The increase in the rate of national insurance for the self-employed, announced in today’s budget, is an attempt by the Treasury to extract greater receipts from the so-called ‘gig economy’, according to accountants PKF Littlejohn.

The Chancellor raised main rate of Class 4 National Insurance Contributions (NICs) to 10% from April 2018 and 11% from April 2019 in order close the gap in in NICs between those in employment and the self-employed, and to replace the previous Class 2 NICs, which were considered to fall disproportionately on lower earners.
Tax specialists from PKF Littlejohn believe that the growing popularity of self employment – driven in part by the rise of companies such as Uber, Deliveroo and Airbnb  - will have been a major factor behind Philip Hammond’s decision.
Chris Riley, Head of Tax at PKF Littlejohn, said: “Raising the main rate of Class 4 National Insurance Contributions by two percent isn’t going to have as dramatic an impact as the lengthy build-up in the Chancellor’s speech.  However, as a policy that was announced as being fairer and ‘less regressive’ than the Class 2 NICs it purports to replace, it was perhaps a little overstated.”
A self employed person earning £35,000 per annum, for example, will be paying £536 extra each year by 2019 as a result of the measures announced today.  However, the increase tops out at profit levels of £45,000, with a maximum increased charge of £737 per year. 
Chris continues:  “It takes only a back of the envelope calculation reveal that the changes will affect those with lower profits more than those with greater income levels.  

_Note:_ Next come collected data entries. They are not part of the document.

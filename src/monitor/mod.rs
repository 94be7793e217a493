// src/monitor/mod.rs

//! The socket monitor: attaches to a control endpoint, decodes monitor records
//! and dispatches them to observers registered on a `MonitorBuilder`.
//!
//! `Monitor::run` only returns once the loop ends, so callers usually spawn it:
//!
//! ```no_run
//! # async fn demo() -> Result<(), rzmq_monitor::ZmqError> {
//! use rzmq_monitor::{Context, Monitor};
//! use std::sync::Arc;
//! use tokio_util::sync::CancellationToken;
//!
//! let ctx = Context::new()?;
//! let monitor = Arc::new(
//!   Monitor::builder("inproc://server.monitor")
//!     .on_connected(|args| println!("connected fd={} via {:?}", args.fd(), args.address()))
//!     .build(&ctx)?,
//! );
//! let token = CancellationToken::new();
//! let task = tokio::spawn({
//!   let monitor = monitor.clone();
//!   let token = token.clone();
//!   async move { monitor.run(token).await }
//! });
//! // ...
//! monitor.stop();
//! task.await.expect("monitor task panicked")?;
//! monitor.dispose().await;
//! # Ok(())
//! # }
//! ```

pub mod args;
pub mod dispatch;
pub mod event;
pub mod options;

use crate::context::Context;
use crate::error::ZmqError;
use crate::socket::ControlChannel;
use crate::transport::parse_endpoint;

use args::{BaseEventArgs, EventArgs, FdEventArgs, IntervalEventArgs};
use dispatch::DispatchTable;
use event::{EventKind, EventRecord};
use options::MonitorOptions;

use std::fmt;
use std::sync::atomic::{AtomicBool, Ordering};
use std::sync::Arc;
use std::time::Duration;
use tokio_util::sync::CancellationToken;

/// Flags shared between the run loop and every `StopHandle`.
#[derive(Debug, Default)]
struct RunState {
  running: AtomicBool,
  stop_requested: AtomicBool,
}

/// Cloneable handle that stops a monitor from any task or thread.
#[derive(Debug, Clone)]
pub struct StopHandle {
  state: Arc<RunState>,
}

impl StopHandle {
  /// Requests the run loop to exit. Does not wait; the loop notices within one
  /// poll interval plus one idle yield.
  pub fn stop(&self) {
    self.state.stop_requested.store(true, Ordering::SeqCst);
    self.state.running.store(false, Ordering::SeqCst);
  }

  pub fn is_running(&self) -> bool {
    self.state.running.load(Ordering::SeqCst)
  }
}

/// Clears the running flag however the loop exits, including on observer panic
/// or when the `run` future is dropped.
struct RunningGuard<'a>(&'a RunState);

impl Drop for RunningGuard<'_> {
  fn drop(&mut self) {
    self.0.running.store(false, Ordering::SeqCst);
  }
}

/// Observes a socket's monitor feed and republishes it as typed callbacks.
pub struct Monitor {
  endpoint: String,
  options: MonitorOptions,
  table: DispatchTable,
  channel: tokio::sync::Mutex<Option<Box<dyn ControlChannel>>>,
  state: Arc<RunState>,
  started: AtomicBool,
  disposed: AtomicBool,
}

static_assertions::assert_impl_all!(Monitor: Send, Sync);

impl Monitor {
  /// Starts building a monitor for the control `endpoint`.
  pub fn builder(endpoint: impl Into<String>) -> MonitorBuilder {
    MonitorBuilder::new(endpoint.into())
  }

  /// Creates a monitor with no observers, reading `endpoint` through a pair
  /// socket from `context`.
  pub fn new(context: &Context, endpoint: impl Into<String>) -> Result<Self, ZmqError> {
    Self::builder(endpoint).build(context)
  }

  pub fn endpoint(&self) -> &str {
    &self.endpoint
  }

  pub fn options(&self) -> &MonitorOptions {
    &self.options
  }

  pub fn is_running(&self) -> bool {
    self.state.running.load(Ordering::SeqCst)
  }

  pub fn is_disposed(&self) -> bool {
    self.disposed.load(Ordering::Acquire)
  }

  pub fn stop_handle(&self) -> StopHandle {
    StopHandle {
      state: self.state.clone(),
    }
  }

  /// Requests the run loop to exit. Callable from any context, including an
  /// observer running on the loop itself.
  pub fn stop(&self) {
    self.stop_handle().stop();
  }

  /// Connects the control channel and runs the poll/decode/dispatch loop until
  /// `stop()` is called, `cancel` fires, or polling fails.
  ///
  /// A poll failure other than a timeout ends the loop quietly; callers see it
  /// only through `is_running()`. The channel is disconnected on exit and any
  /// disconnect error is discarded.
  ///
  /// # Errors
  /// * `InvalidState` if the monitor was disposed or `run` was already called.
  ///   A monitor runs at most once.
  /// * Any error from connecting the control channel.
  ///
  /// Observer panics are not caught and unwind out of this call.
  pub async fn run(&self, cancel: CancellationToken) -> Result<(), ZmqError> {
    if self.is_disposed() {
      return Err(ZmqError::InvalidState("Monitor has been disposed"));
    }
    if self
      .started
      .compare_exchange(false, true, Ordering::AcqRel, Ordering::Acquire)
      .is_err()
    {
      return Err(ZmqError::InvalidState("Monitor run loop was already started"));
    }

    let mut slot = self.channel.lock().await;
    let Some(channel) = slot.as_mut() else {
      return Err(ZmqError::InvalidState("Monitor has been disposed"));
    };

    if let Err(e) = channel.connect(&self.endpoint).await {
      tracing::warn!(endpoint = %self.endpoint, error = %e, "Monitor failed to connect control channel");
      return Err(e);
    }
    self.state.running.store(true, Ordering::SeqCst);
    let _guard = RunningGuard(&self.state);
    tracing::debug!(endpoint = %self.endpoint, options = ?self.options, "Monitor run loop started");

    let mut dispatched: u64 = 0;
    while !self.state.stop_requested.load(Ordering::SeqCst) && !cancel.is_cancelled() {
      match channel.poll(self.options.poll_interval).await {
        Ok(frames) => {
          let record = EventRecord::decode(&frames);
          tracing::trace!(
            endpoint = %self.endpoint,
            code = record.code,
            value = record.value,
            address = ?record.address,
            "Monitor record received"
          );
          self.table.dispatch(self, &record);
          dispatched += 1;
        }
        Err(e) if e.is_timeout() => idle(self.options.idle_yield).await,
        Err(e) => {
          tracing::warn!(endpoint = %self.endpoint, error = %e, "Monitor poll failed, stopping");
          self.state.running.store(false, Ordering::SeqCst);
          break;
        }
      }
    }
    self.state.running.store(false, Ordering::SeqCst);

    if let Err(e) = channel.disconnect(&self.endpoint).await {
      tracing::debug!(endpoint = %self.endpoint, error = %e, "Discarding control channel disconnect error");
    }
    tracing::debug!(
      endpoint = %self.endpoint,
      dispatched,
      cancelled = cancel.is_cancelled(),
      "Monitor run loop exited"
    );
    Ok(())
  }

  /// Stops the monitor and releases the control channel exactly once.
  ///
  /// If the loop is running this waits for it to exit (about one poll
  /// interval). Later calls are no-ops.
  pub async fn dispose(&self) {
    if self
      .disposed
      .compare_exchange(false, true, Ordering::AcqRel, Ordering::Acquire)
      .is_err()
    {
      tracing::trace!(endpoint = %self.endpoint, "Monitor already disposed");
      return;
    }
    self.stop();

    let channel = self.channel.lock().await.take();
    if let Some(mut channel) = channel {
      channel.close().await;
      tracing::debug!(endpoint = %self.endpoint, "Monitor disposed, control channel released");
    }
  }
}

async fn idle(yield_for: Duration) {
  if yield_for.is_zero() {
    tokio::task::yield_now().await;
  } else {
    tokio::time::sleep(yield_for).await;
  }
}

impl Drop for Monitor {
  fn drop(&mut self) {
    self.stop();
  }
}

impl fmt::Debug for Monitor {
  fn fmt(&self, f: &mut fmt::Formatter<'_>) -> fmt::Result {
    f.debug_struct("Monitor")
      .field("endpoint", &self.endpoint)
      .field("running", &self.is_running())
      .field("disposed", &self.is_disposed())
      .field("options", &self.options)
      .field("observers", &self.table)
      .finish()
  }
}

/// Collects options and observers for a `Monitor`.
///
/// Observers can only be added here. Once built, the dispatch table is fixed.
pub struct MonitorBuilder {
  endpoint: String,
  options: MonitorOptions,
  table: DispatchTable,
}

impl MonitorBuilder {
  fn new(endpoint: String) -> Self {
    Self {
      endpoint,
      options: MonitorOptions::default(),
      table: DispatchTable::new(),
    }
  }

  pub fn options(mut self, options: MonitorOptions) -> Self {
    self.options = options;
    self
  }

  pub fn poll_interval(mut self, interval: Duration) -> Self {
    self.options.poll_interval = interval;
    self
  }

  pub fn idle_yield(mut self, pause: Duration) -> Self {
    self.options.idle_yield = pause;
    self
  }

  /// Registers an observer for `kind` receiving the untyped argument enum.
  /// With `EventKind::AllEvents` it sees every record as `EventArgs::Base`.
  pub fn on_event<F>(mut self, kind: EventKind, observer: F) -> Self
  where
    F: Fn(&EventArgs<'_>) + Send + Sync + 'static,
  {
    self.table.register(kind, Box::new(observer));
    self
  }

  /// Wildcard observer, invoked for every record before any kind-specific one.
  pub fn on_all<F>(self, observer: F) -> Self
  where
    F: Fn(&BaseEventArgs<'_>) + Send + Sync + 'static,
  {
    self.on_base(EventKind::AllEvents, observer)
  }

  pub fn on_connected<F>(self, observer: F) -> Self
  where
    F: Fn(&FdEventArgs<'_>) + Send + Sync + 'static,
  {
    self.on_fd(EventKind::Connected, observer)
  }

  pub fn on_connect_delayed<F>(self, observer: F) -> Self
  where
    F: Fn(&BaseEventArgs<'_>) + Send + Sync + 'static,
  {
    self.on_base(EventKind::ConnectDelayed, observer)
  }

  pub fn on_connect_retried<F>(self, observer: F) -> Self
  where
    F: Fn(&IntervalEventArgs<'_>) + Send + Sync + 'static,
  {
    self.on_event(EventKind::ConnectRetried, move |args| {
      if let EventArgs::Interval(args) = args {
        observer(args)
      }
    })
  }

  pub fn on_listening<F>(self, observer: F) -> Self
  where
    F: Fn(&FdEventArgs<'_>) + Send + Sync + 'static,
  {
    self.on_fd(EventKind::Listening, observer)
  }

  pub fn on_bind_failed<F>(self, observer: F) -> Self
  where
    F: Fn(&BaseEventArgs<'_>) + Send + Sync + 'static,
  {
    self.on_base(EventKind::BindFailed, observer)
  }

  pub fn on_accepted<F>(self, observer: F) -> Self
  where
    F: Fn(&FdEventArgs<'_>) + Send + Sync + 'static,
  {
    self.on_fd(EventKind::Accepted, observer)
  }

  pub fn on_accept_failed<F>(self, observer: F) -> Self
  where
    F: Fn(&BaseEventArgs<'_>) + Send + Sync + 'static,
  {
    self.on_base(EventKind::AcceptFailed, observer)
  }

  pub fn on_closed<F>(self, observer: F) -> Self
  where
    F: Fn(&FdEventArgs<'_>) + Send + Sync + 'static,
  {
    self.on_fd(EventKind::Closed, observer)
  }

  pub fn on_close_failed<F>(self, observer: F) -> Self
  where
    F: Fn(&BaseEventArgs<'_>) + Send + Sync + 'static,
  {
    self.on_base(EventKind::CloseFailed, observer)
  }

  pub fn on_disconnected<F>(self, observer: F) -> Self
  where
    F: Fn(&FdEventArgs<'_>) + Send + Sync + 'static,
  {
    self.on_fd(EventKind::Disconnected, observer)
  }

  pub fn on_stopped<F>(self, observer: F) -> Self
  where
    F: Fn(&BaseEventArgs<'_>) + Send + Sync + 'static,
  {
    self.on_base(EventKind::Stopped, observer)
  }

  fn on_base<F>(self, kind: EventKind, observer: F) -> Self
  where
    F: Fn(&BaseEventArgs<'_>) + Send + Sync + 'static,
  {
    self.on_event(kind, move |args| observer(args.base()))
  }

  fn on_fd<F>(self, kind: EventKind, observer: F) -> Self
  where
    F: Fn(&FdEventArgs<'_>) + Send + Sync + 'static,
  {
    self.on_event(kind, move |args| {
      if let EventArgs::FileDescriptor(args) = args {
        observer(args)
      }
    })
  }

  /// Builds the monitor with a pair socket from `context`.
  ///
  /// # Errors
  /// Fails if the endpoint is malformed or unsupported, the options are
  /// invalid, or the context can no longer create sockets.
  pub fn build(self, context: &Context) -> Result<Monitor, ZmqError> {
    parse_endpoint(&self.endpoint)?;
    let socket = context.pair_socket()?;
    self.build_with_channel(Box::new(socket))
  }

  /// Builds the monitor over a caller-supplied control channel.
  pub fn build_with_channel(self, channel: Box<dyn ControlChannel>) -> Result<Monitor, ZmqError> {
    self.options.validate()?;
    tracing::debug!(endpoint = %self.endpoint, observers = ?self.table, "Monitor created");
    Ok(Monitor {
      endpoint: self.endpoint,
      options: self.options,
      table: self.table,
      channel: tokio::sync::Mutex::new(Some(channel)),
      state: Arc::new(RunState::default()),
      started: AtomicBool::new(false),
      disposed: AtomicBool::new(false),
    })
  }
}
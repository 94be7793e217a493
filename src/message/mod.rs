//! Message-related types (`Msg`, `MsgFlags`).

mod flags;
mod msg;

pub use flags::MsgFlags;
pub use msg::Msg;
// src/transport/mod.rs

//! Endpoint parsing for the transports a control channel can attach to.

pub(crate) mod endpoint;

pub(crate) use endpoint::{parse_endpoint, Endpoint};
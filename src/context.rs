// src/context.rs

use crate::error::ZmqError;
use crate::socket::events::{EventMask, EventPublisher, RecordReceiver, DEFAULT_MONITOR_CAPACITY};
use crate::socket::PairSocket;
use crate::transport::{parse_endpoint, Endpoint};

use std::collections::HashMap;
use std::fmt;
use std::sync::atomic::{AtomicBool, AtomicUsize, Ordering};
use std::sync::Arc;

/// Information stored in the inproc registry for a bound monitor endpoint.
#[derive(Debug)]
pub(crate) struct InprocBinding {
  /// Identifies this particular bind, so a late disconnect never hands a queue
  /// to a newer binding that reused the name.
  pub(crate) binding_id: usize,
  /// Receiving half of the record queue. `None` while a pair socket holds it.
  pub(crate) receiver: Option<RecordReceiver>,
}

/// Holds the internal state shared by multiple `Context` handles.
#[derive(Debug)]
pub(crate) struct ContextInner {
  /// Source for unique handle IDs for sockets and bindings.
  next_handle: AtomicUsize,
  /// Registry for in-process bindings. Key is the inproc name (without scheme).
  inproc_registry: parking_lot::Mutex<HashMap<String, InprocBinding>>,
  /// Set once `term()` runs. New sockets and bindings are refused afterwards.
  shutdown_initiated: AtomicBool,
  monitor_capacity: usize,
}

impl ContextInner {
  fn new(monitor_capacity: usize) -> Self {
    Self {
      next_handle: AtomicUsize::new(1), // Start handle IDs from 1.
      inproc_registry: parking_lot::Mutex::new(HashMap::new()),
      shutdown_initiated: AtomicBool::new(false),
      monitor_capacity,
    }
  }

  /// Generates the next unique handle ID using an atomic counter.
  pub(crate) fn next_handle(&self) -> usize {
    self.next_handle.fetch_add(1, Ordering::Relaxed)
  }

  pub(crate) fn is_terminated(&self) -> bool {
    self.shutdown_initiated.load(Ordering::Acquire)
  }

  pub(crate) fn monitor_capacity(&self) -> usize {
    self.monitor_capacity
  }

  /// Registers an in-process binding for a publisher.
  pub(crate) fn register_inproc(&self, name: &str, binding_id: usize, receiver: RecordReceiver) -> Result<(), ZmqError> {
    let mut registry = self.inproc_registry.lock();
    if registry.contains_key(name) {
      return Err(ZmqError::AddrInUse(format!("inproc://{}", name)));
    }
    tracing::debug!(inproc_name = %name, binding_id, "Registering inproc binding");
    registry.insert(
      name.to_string(),
      InprocBinding {
        binding_id,
        receiver: Some(receiver),
      },
    );
    Ok(())
  }

  /// Unregisters an in-process binding, if it is still the one identified by `binding_id`.
  pub(crate) fn unregister_inproc(&self, name: &str, binding_id: usize) {
    let mut registry = self.inproc_registry.lock();
    if registry.get(name).is_some_and(|b| b.binding_id == binding_id) {
      registry.remove(name);
      tracing::debug!(inproc_name = %name, binding_id, "Unregistered inproc binding");
    }
  }

  /// Hands the record queue of a binding to a connecting pair socket.
  ///
  /// A pair endpoint serves a single peer, so the queue is taken out of the
  /// registry until the peer disconnects.
  pub(crate) fn claim_inproc(&self, name: &str) -> Result<(usize, RecordReceiver), ZmqError> {
    let mut registry = self.inproc_registry.lock();
    let binding = registry
      .get_mut(name)
      .ok_or_else(|| ZmqError::ConnectionRefused(format!("inproc://{}", name)))?;
    match binding.receiver.take() {
      Some(receiver) => Ok((binding.binding_id, receiver)),
      None => Err(ZmqError::AddrInUse(format!("inproc://{}", name))),
    }
  }

  /// Returns a queue claimed by `claim_inproc`. Dropped if the binding is gone.
  pub(crate) fn release_inproc(&self, name: &str, binding_id: usize, receiver: RecordReceiver) {
    let mut registry = self.inproc_registry.lock();
    match registry.get_mut(name) {
      Some(binding) if binding.binding_id == binding_id => {
        binding.receiver = Some(receiver);
        tracing::trace!(inproc_name = %name, binding_id, "Inproc queue returned to binding");
      }
      _ => {
        tracing::trace!(inproc_name = %name, binding_id, "Binding gone, dropping released queue");
      }
    }
  }

  /// Marks the context terminated and drops every registered binding.
  fn shutdown(&self) {
    if self
      .shutdown_initiated
      .compare_exchange(false, true, Ordering::AcqRel, Ordering::Acquire)
      .is_ok()
    {
      let mut registry = self.inproc_registry.lock();
      tracing::info!(bindings = registry.len(), "Context shutdown initiated.");
      registry.clear();
    } else {
      tracing::debug!("Context shutdown already initiated.");
    }
  }
}

/// A handle to an rzmq_monitor context, owning the inproc endpoint registry.
/// `Context` handles are cloneable (`Arc`-based).
#[derive(Clone)]
pub struct Context {
  inner: Arc<ContextInner>,
}

impl Context {
  /// Creates a new, independent context.
  pub fn new() -> Result<Self, ZmqError> {
    Self::with_capacity(None)
  }

  /// Creates a new, independent context.
  ///
  /// # Arguments
  /// * `monitor_capacity`: Optionally, the bounded capacity of each monitor record
  ///   queue. If `None`, `DEFAULT_MONITOR_CAPACITY` is used. Minimum capacity is 1.
  pub fn with_capacity(monitor_capacity: Option<usize>) -> Result<Self, ZmqError> {
    let capacity = monitor_capacity.map(|c| c.max(1)).unwrap_or(DEFAULT_MONITOR_CAPACITY);
    tracing::debug!(monitor_capacity = capacity, "Creating new rzmq_monitor Context");
    Ok(Self {
      inner: Arc::new(ContextInner::new(capacity)),
    })
  }

  /// Creates the control-channel socket a monitor reads records from.
  pub fn pair_socket(&self) -> Result<PairSocket, ZmqError> {
    if self.inner.is_terminated() {
      return Err(ZmqError::InvalidState("Context is terminated"));
    }
    let handle = self.inner.next_handle();
    tracing::debug!(socket_handle = handle, "Created pair socket");
    Ok(PairSocket::new(self.clone(), handle))
  }

  /// Starts publishing monitor records for a socket on `endpoint`.
  ///
  /// This is the producer side: the monitored socket reports its transitions
  /// through the returned publisher, filtered by `events`.
  pub fn socket_monitor(&self, endpoint: &str, events: EventMask) -> Result<EventPublisher, ZmqError> {
    if self.inner.is_terminated() {
      return Err(ZmqError::InvalidState("Context is terminated"));
    }
    let Endpoint::Inproc(name) = parse_endpoint(endpoint)?;
    let binding_id = self.inner.next_handle();
    let (tx, rx) = async_channel::bounded(self.inner.monitor_capacity());
    self.inner.register_inproc(&name, binding_id, rx)?;
    Ok(EventPublisher::new(self.clone(), name, binding_id, tx, events))
  }

  /// Terminates the context. Registered bindings are dropped and no new
  /// sockets or publishers can be created. Idempotent.
  pub fn term(&self) {
    self.inner.shutdown();
  }

  pub fn is_terminated(&self) -> bool {
    self.inner.is_terminated()
  }

  pub(crate) fn inner(&self) -> &ContextInner {
    &self.inner
  }
}

impl fmt::Debug for Context {
  fn fmt(&self, f: &mut fmt::Formatter<'_>) -> fmt::Result {
    f.debug_struct("Context")
      .field("terminated", &self.inner.is_terminated())
      .field("monitor_capacity", &self.inner.monitor_capacity)
      .finish()
  }
}
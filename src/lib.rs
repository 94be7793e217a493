//! rzmq_monitor - ZeroMQ socket monitoring for rzmq.
//!
//! A `Monitor` attaches to a socket's monitor endpoint, decodes the compact
//! `[u16 code][i32 value][address]` event records published there and hands them
//! to typed observers. The producer side (`EventPublisher`) encodes the same
//! records for a monitored socket.

/// Defines the `Context`, which owns the inproc endpoint registry.
pub mod context;
/// Defines custom error types used throughout the library.
pub mod error;
/// Contains types related to message representation (Msg, MsgFlags).
pub mod message;
/// The monitor event loop, event taxonomy, argument model and dispatch table.
pub mod monitor;
/// The control-channel seam, the pair socket and the publisher side of a feed.
pub mod socket;
/// Endpoint parsing.
pub(crate) mod transport;

// Re-export core types for user convenience.
pub use context::Context;
pub use error::ZmqError;
pub use message::{Msg, MsgFlags};
pub use monitor::args::{BaseEventArgs, EventArgs, FdEventArgs, IntervalEventArgs};
pub use monitor::event::{EventKind, EventRecord};
pub use monitor::options::MonitorOptions;
pub use monitor::{Monitor, MonitorBuilder, StopHandle};
pub use socket::{ControlChannel, EventMask, EventPublisher, PairSocket, SocketEvent};

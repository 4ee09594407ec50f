//! Provides input/output functionality for molecular system documents.
//!
//! Structure parsing and residue naming live outside this crate. What arrives here is an
//! already categorized system document, read through the [`traits::MolecularFile`]
//! interface so other formats can be plugged in next to the JSON reader.

pub mod json;
pub mod traits;
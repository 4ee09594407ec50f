//! # Workflows Module
//!
//! High-level procedures that drive a complete replica-exchange free-energy
//! calculation, from building the λ windows to the final PMF estimates.
//!
//! ## Overview
//!
//! Workflows are the entry points front ends are expected to use. They tie the
//! builder, the replica ensemble, checkpointing and the estimators together, report
//! progress phase by phase, and keep the on-disk checkpoint in step with the last
//! block that completed.
//!
//! ## Architecture
//!
//! - **RETI Workflow** ([`reti`]) - Window preparation, block sampling with
//!   checkpoints, and TI/FEP/BAR analysis.
//!
//! ## Key Capabilities
//!
//! - **Restartable sampling** continuing any saved ensemble block for block
//! - **Atomic checkpoints** written only after a block fully completes
//! - **Three estimators** computed from the same accumulated statistics

pub mod reti;
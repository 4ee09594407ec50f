use super::replica::ReplicaEnsemble;
use serde::{Deserialize, Serialize};
use std::fs::{self, File};
use std::io::{BufReader, BufWriter, Write};
use std::path::{Path, PathBuf};
use thiserror::Error;
use tracing::debug;

pub const FORMAT_VERSION: u32 = 1;

#[derive(Debug, Error)]
pub enum CheckpointError {
    #[error("I/O error on checkpoint '{path}': {source}")]
    Io {
        path: String,
        #[source]
        source: std::io::Error,
    },
    #[error("Malformed checkpoint '{path}': {source}")]
    Json {
        path: String,
        #[source]
        source: serde_json::Error,
    },
    #[error("Checkpoint '{path}' has format version {found}, expected {expected}")]
    Version {
        path: String,
        found: u32,
        expected: u32,
    },
}

#[derive(Serialize)]
struct CheckpointRef<'a> {
    format_version: u32,
    ensemble: &'a ReplicaEnsemble,
}

#[derive(Deserialize)]
struct CheckpointDocument {
    format_version: u32,
    ensemble: ReplicaEnsemble,
}

fn display(path: &Path) -> String {
    path.to_string_lossy().to_string()
}

fn temporary_path(path: &Path) -> PathBuf {
    let mut name = path.file_name().map(|n| n.to_os_string()).unwrap_or_default();
    name.push(".tmp");
    path.with_file_name(name)
}

/// Writes the whole ensemble to `path`.
///
/// The document is written to a sibling temporary file and renamed over `path`, so
/// an interrupted write never replaces the previous checkpoint.
pub fn save(ensemble: &ReplicaEnsemble, path: &Path) -> Result<(), CheckpointError> {
    let tmp = temporary_path(path);
    let io_err = |source| CheckpointError::Io {
        path: display(&tmp),
        source,
    };

    let file = File::create(&tmp).map_err(io_err)?;
    let mut writer = BufWriter::new(file);
    serde_json::to_writer(
        &mut writer,
        &CheckpointRef {
            format_version: FORMAT_VERSION,
            ensemble,
        },
    )
    .map_err(|source| CheckpointError::Json {
        path: display(&tmp),
        source,
    })?;
    writer.flush().map_err(io_err)?;
    writer
        .into_inner()
        .map_err(|e| io_err(e.into_error()))?
        .sync_all()
        .map_err(io_err)?;

    fs::rename(&tmp, path).map_err(|source| CheckpointError::Io {
        path: display(path),
        source,
    })?;
    debug!(
        path = %path.display(),
        blocks = ensemble.blocks_completed(),
        "Checkpoint written."
    );
    Ok(())
}

pub fn load(path: &Path) -> Result<ReplicaEnsemble, CheckpointError> {
    let file = File::open(path).map_err(|source| CheckpointError::Io {
        path: display(path),
        source,
    })?;
    let document: CheckpointDocument = serde_json::from_reader(BufReader::new(file))
        .map_err(|source| CheckpointError::Json {
            path: display(path),
            source,
        })?;
    if document.format_version != FORMAT_VERSION {
        return Err(CheckpointError::Version {
            path: display(path),
            found: document.format_version,
            expected: FORMAT_VERSION,
        });
    }
    Ok(document.ensemble)
}

#[cfg(test)]
mod tests {
    use super::*;
    use crate::core::models::space::Space;
    use crate::engine::builder::PerturbedSystemBuilder;
    use crate::engine::sampler::RigidBodyMonteCarlo;
    use crate::engine::testing::{ligand_in_water, ligand_table, run_config};
    use rand::Rng;
    use tempfile::tempdir;

    fn sampled_ensemble() -> ReplicaEnsemble {
        let system = ligand_in_water(Space::Cartesian, 2);
        let table = ligand_table();
        let mut config = run_config(&[0.0, 0.5, 1.0]);
        config.identity = Some(crate::engine::config::IdentityConfig { num_sites: 1 });
        config.histogram_bin_width = Some(0.5);
        let builder = PerturbedSystemBuilder::new(&system, &table, &config);
        let mut ensemble = ReplicaEnsemble::from_builder(&builder, &config).unwrap();
        let sampler = RigidBodyMonteCarlo::new(ensemble.sampling());
        ensemble.run_block(&sampler).unwrap();
        ensemble
    }

    #[test]
    fn round_trip_reproduces_lambdas_accumulators_and_next_draws() {
        let dir = tempdir().unwrap();
        let path = dir.path().join("ensemble.json");
        let original = sampled_ensemble();
        save(&original, &path).unwrap();
        let restored = load(&path).unwrap();

        assert_eq!(restored.blocks_completed(), original.blocks_completed());
        assert_eq!(restored.schedule(), original.schedule());
        assert_eq!(restored.exchange_stats(), original.exchange_stats());
        for (a, b) in original.windows().iter().zip(restored.windows()) {
            assert_eq!(a.lambda(), b.lambda());
            assert_eq!(a.system.lambda(), b.system.lambda());
            assert_eq!(a.accumulators, b.accumulators);
            assert!(a.configuration.same_coordinates(&b.configuration));
            assert_eq!(a.configuration.generation(), b.configuration.generation());
            assert_eq!(a.rng.clone().r#gen::<u64>(), b.rng.clone().r#gen::<u64>());
        }
        assert_eq!(
            original.exchange_rng().clone().r#gen::<f64>(),
            restored.exchange_rng().clone().r#gen::<f64>()
        );
    }

    #[test]
    fn restored_ensemble_continues_exactly_like_the_original() {
        let dir = tempdir().unwrap();
        let path = dir.path().join("ensemble.json");
        let mut original = sampled_ensemble();
        save(&original, &path).unwrap();
        let mut restored = load(&path).unwrap();

        let sampler = RigidBodyMonteCarlo::new(original.sampling());
        let a = original.run_block(&sampler).unwrap();
        let b = restored.run_block(&sampler).unwrap();
        assert_eq!(a, b);
    }

    #[test]
    fn save_replaces_the_file_and_leaves_no_temporary() {
        let dir = tempdir().unwrap();
        let path = dir.path().join("ckpt.json");
        std::fs::write(&path, "old contents").unwrap();
        save(&sampled_ensemble(), &path).unwrap();
        assert!(load(&path).is_ok());
        assert!(!temporary_path(&path).exists());
    }

    #[test]
    fn load_rejects_other_format_versions() {
        let dir = tempdir().unwrap();
        let path = dir.path().join("ckpt.json");
        save(&sampled_ensemble(), &path).unwrap();
        let text = std::fs::read_to_string(&path).unwrap();
        let mut value: serde_json::Value = serde_json::from_str(&text).unwrap();
        value["format_version"] = serde_json::json!(99);
        std::fs::write(&path, value.to_string()).unwrap();
        assert!(matches!(
            load(&path),
            Err(CheckpointError::Version { found: 99, .. })
        ));
    }

    #[test]
    fn load_reports_missing_files_as_io_errors() {
        let dir = tempdir().unwrap();
        let err = load(&dir.path().join("absent.json")).unwrap_err();
        assert!(matches!(err, CheckpointError::Io { .. }));
    }
}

“However, with self-employment becoming a viable option for an increasing number of individuals thanks to the rise of the gig economy, the Treasury may have decided that now was the right time to start banking higher receipts from this growing army of flexible workers. Seen in this way, this is a calculated move by the Chancellor that gives the Treasury some upside from a trend that shows no signs of waning.”